((

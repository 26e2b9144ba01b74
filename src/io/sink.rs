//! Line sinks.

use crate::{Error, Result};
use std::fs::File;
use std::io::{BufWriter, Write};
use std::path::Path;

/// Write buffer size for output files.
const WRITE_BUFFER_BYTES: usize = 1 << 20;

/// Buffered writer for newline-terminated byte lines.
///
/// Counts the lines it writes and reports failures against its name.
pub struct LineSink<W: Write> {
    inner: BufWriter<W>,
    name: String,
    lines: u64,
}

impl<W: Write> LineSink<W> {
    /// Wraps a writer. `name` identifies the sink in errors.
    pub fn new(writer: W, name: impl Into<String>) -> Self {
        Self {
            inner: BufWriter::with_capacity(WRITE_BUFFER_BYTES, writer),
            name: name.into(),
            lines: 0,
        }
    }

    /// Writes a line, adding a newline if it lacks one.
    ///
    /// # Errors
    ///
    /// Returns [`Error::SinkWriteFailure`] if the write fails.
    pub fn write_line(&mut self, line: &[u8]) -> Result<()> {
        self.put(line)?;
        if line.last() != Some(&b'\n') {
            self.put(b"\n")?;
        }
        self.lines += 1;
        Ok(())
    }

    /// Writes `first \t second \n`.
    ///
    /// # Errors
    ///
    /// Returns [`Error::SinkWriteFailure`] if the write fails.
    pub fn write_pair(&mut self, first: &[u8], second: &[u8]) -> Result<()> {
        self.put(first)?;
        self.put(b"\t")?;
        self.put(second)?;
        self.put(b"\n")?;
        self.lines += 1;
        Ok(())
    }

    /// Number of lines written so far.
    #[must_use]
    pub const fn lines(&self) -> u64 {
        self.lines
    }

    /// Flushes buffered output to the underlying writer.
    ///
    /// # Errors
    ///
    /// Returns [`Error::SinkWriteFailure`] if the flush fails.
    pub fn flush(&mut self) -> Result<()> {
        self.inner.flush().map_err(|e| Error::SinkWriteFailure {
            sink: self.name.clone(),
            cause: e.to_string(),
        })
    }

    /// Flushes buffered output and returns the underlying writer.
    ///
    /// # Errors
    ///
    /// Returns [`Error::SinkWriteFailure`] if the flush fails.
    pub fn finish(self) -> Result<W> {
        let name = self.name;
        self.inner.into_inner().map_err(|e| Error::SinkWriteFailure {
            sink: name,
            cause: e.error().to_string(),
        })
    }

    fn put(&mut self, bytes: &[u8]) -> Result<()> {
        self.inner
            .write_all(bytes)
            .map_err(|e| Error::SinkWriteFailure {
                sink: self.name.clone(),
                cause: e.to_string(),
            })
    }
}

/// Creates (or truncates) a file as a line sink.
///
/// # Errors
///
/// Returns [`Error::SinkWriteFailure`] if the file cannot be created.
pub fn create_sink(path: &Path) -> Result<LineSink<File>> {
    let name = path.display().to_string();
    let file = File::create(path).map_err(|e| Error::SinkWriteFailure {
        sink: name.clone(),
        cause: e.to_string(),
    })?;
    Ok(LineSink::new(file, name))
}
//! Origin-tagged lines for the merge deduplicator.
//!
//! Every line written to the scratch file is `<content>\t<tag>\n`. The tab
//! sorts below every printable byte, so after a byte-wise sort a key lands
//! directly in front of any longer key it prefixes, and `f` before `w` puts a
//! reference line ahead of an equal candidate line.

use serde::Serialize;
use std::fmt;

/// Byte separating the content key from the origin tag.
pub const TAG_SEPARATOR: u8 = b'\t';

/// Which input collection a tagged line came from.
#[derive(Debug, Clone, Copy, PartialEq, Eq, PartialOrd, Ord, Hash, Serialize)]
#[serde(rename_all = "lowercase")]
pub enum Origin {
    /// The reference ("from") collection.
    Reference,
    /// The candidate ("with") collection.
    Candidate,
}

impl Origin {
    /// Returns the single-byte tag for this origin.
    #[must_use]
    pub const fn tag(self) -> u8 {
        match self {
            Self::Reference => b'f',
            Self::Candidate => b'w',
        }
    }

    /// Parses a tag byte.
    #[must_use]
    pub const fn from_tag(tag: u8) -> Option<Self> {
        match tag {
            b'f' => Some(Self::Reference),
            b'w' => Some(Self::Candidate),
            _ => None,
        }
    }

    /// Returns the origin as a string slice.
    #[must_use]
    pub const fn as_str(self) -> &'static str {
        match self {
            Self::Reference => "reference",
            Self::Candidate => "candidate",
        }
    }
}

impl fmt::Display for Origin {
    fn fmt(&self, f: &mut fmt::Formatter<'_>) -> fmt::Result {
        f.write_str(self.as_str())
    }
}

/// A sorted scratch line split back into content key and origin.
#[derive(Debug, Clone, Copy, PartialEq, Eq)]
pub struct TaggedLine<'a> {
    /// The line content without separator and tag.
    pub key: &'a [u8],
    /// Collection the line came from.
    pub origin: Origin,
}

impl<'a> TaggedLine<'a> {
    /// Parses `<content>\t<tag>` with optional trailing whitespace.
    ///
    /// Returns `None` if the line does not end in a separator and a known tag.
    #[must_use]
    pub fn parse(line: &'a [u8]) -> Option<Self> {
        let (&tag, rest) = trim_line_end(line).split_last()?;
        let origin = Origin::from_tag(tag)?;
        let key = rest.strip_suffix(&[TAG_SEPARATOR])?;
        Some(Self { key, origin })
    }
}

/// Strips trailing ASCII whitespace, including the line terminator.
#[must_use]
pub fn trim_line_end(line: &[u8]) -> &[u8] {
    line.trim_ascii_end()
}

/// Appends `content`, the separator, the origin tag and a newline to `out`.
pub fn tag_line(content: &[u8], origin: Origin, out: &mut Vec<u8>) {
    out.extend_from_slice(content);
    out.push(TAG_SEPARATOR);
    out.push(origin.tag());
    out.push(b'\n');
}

))
((

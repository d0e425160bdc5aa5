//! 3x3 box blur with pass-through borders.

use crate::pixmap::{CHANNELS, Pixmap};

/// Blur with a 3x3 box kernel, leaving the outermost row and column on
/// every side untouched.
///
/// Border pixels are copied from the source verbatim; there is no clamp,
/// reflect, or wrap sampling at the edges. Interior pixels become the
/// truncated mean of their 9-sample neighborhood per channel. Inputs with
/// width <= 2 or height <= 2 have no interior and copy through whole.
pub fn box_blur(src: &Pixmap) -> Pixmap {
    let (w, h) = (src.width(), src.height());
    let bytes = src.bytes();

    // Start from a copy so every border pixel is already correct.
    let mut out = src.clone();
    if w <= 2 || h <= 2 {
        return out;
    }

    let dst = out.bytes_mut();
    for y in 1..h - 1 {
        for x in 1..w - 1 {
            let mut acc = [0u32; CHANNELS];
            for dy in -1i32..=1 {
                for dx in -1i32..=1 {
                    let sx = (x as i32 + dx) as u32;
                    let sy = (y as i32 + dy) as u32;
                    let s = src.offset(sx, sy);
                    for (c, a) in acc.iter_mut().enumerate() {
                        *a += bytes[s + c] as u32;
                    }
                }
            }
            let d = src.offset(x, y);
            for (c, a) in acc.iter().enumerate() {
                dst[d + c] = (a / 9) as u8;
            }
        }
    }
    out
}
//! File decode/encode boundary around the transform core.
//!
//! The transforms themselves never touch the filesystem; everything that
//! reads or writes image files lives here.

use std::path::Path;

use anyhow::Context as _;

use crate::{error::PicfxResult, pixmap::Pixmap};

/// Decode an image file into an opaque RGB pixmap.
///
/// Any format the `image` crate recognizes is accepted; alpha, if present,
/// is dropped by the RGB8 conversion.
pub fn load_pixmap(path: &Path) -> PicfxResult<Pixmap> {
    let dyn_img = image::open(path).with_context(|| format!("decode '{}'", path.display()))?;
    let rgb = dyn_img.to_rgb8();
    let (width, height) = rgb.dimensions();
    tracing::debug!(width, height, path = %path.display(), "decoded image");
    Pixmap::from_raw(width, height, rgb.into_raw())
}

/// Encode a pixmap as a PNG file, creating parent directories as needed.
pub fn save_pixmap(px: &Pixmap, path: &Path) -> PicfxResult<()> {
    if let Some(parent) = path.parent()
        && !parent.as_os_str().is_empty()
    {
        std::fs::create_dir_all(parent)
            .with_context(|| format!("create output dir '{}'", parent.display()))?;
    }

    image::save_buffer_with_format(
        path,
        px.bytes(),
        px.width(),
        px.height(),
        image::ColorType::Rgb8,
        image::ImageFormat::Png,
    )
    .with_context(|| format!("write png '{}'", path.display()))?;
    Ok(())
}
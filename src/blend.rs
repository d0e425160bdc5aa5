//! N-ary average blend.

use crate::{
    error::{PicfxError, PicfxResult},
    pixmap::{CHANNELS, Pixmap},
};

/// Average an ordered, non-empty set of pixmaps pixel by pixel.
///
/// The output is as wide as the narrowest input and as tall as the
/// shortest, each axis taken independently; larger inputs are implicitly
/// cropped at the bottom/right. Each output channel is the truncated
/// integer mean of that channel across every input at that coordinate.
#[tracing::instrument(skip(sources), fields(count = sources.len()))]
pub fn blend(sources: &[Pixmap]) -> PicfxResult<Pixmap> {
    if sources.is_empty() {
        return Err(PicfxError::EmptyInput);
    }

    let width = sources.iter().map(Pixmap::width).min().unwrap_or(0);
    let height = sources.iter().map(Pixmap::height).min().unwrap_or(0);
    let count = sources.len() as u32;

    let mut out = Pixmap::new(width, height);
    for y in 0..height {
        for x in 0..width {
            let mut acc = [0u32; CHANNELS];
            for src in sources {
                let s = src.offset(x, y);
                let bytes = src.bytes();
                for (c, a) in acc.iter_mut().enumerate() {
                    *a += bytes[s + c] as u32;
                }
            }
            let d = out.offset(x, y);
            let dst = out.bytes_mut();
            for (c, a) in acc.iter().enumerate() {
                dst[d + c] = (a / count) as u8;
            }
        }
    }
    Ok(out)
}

))

Your assignment: Write out, from the lines above, only those from the line with "impl fmt::Display for" to the line with "out.extend_from_slice(content);", exactly as given, including the first and the last.

Written reply:
impl fmt::Display for Origin {
    fn fmt(&self, f: &mut fmt::Formatter<'_>) -> fmt::Result {
        f.write_str(self.as_str())
    }
}

/// A sorted scratch line split back into content key and origin.
#[derive(Debug, Clone, Copy, PartialEq, Eq)]
pub struct TaggedLine<'a> {
    /// The line content without separator and tag.
    pub key: &'a [u8],
    /// Collection the line came from.
    pub origin: Origin,
}

impl<'a> TaggedLine<'a> {
    /// Parses `<content>\t<tag>` with optional trailing whitespace.
    ///
    /// Returns `None` if the line does not end in a separator and a known tag.
    #[must_use]
    pub fn parse(line: &'a [u8]) -> Option<Self> {
        let (&tag, rest) = trim_line_end(line).split_last()?;
        let origin = Origin::from_tag(tag)?;
        let key = rest.strip_suffix(&[TAG_SEPARATOR])?;
        Some(Self { key, origin })
    }
}

/// Strips trailing ASCII whitespace, including the line terminator.
#[must_use]
pub fn trim_line_end(line: &[u8]) -> &[u8] {
    line.trim_ascii_end()
}

/// Appends `content`, the separator, the origin tag and a newline to `out`.
pub fn tag_line(content: &[u8], origin: Origin, out: &mut Vec<u8>) {
    out.extend_from_slice(content);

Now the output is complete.